The 1985 Meath Intermediate Football Championship is the 59th edition of the Meath GAA's premier club Gaelic football tournament for intermediate graded teams in County Meath, Ireland. The tournament consists of 18 teams. The championship starts with a group stage and then progresses to a knock out stage.

This was Rathkenny's return to the grade after a 2-year absence as they were promoted after claiming the 1984 Meath Junior Football Championship title. They were previously relegated from the I.F.C. in 1983 under the name Grove Emmets.

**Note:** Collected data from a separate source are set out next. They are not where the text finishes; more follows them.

//! Contract for platform interception hooks.

/// Routes outgoing HTTP requests into the engine while loaded.
///
/// Implementations are platform glue (protocol handler registration,
/// transport test doubles, client middleware) and live outside this
/// crate: they capture a reference to an engine and feed every
/// intercepted request into its dispatch entry point, translating the
/// resulting response or failure back into transport-layer effects.
/// Cookie handling and redirect interpretation (3xx with a `Location`
/// header, excluding 304/305) are hook responsibilities.
pub trait HttpClientHook: Send + Sync {
    /// Installs the hook so that subsequently issued requests are routed
    /// to the engine instead of the real transport.
    ///
    /// The engine calls this once per stopped-to-running transition;
    /// implementations should tolerate redundant calls without
    /// corrupting state.
    fn load(&self);

    /// Reverses [`load`](HttpClientHook::load), restoring default
    /// transport behavior.
    fn unload(&self);

    /// The hook kind. Registration de-duplicates on this value, so of
    /// two hooks of the same kind only the first stays registered.
    fn name(&self) -> &str;
}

This was Gaeil Colmcille's first time ever in the middle grade as they had spent 21 years in the top flight of Meath football since being founded in 1964 from the Kells parish clubs of Kells Harps, Kilmainham and Drumbaragh. Martinstown/Athboy returned to the I.F.C. 5 years of playing senior football.

On 3 November 1985, Martry Harps claimed their 1st Intermediate championship title when they defeated St. Mary's Donore 1–8 to 1–2 in a final replay.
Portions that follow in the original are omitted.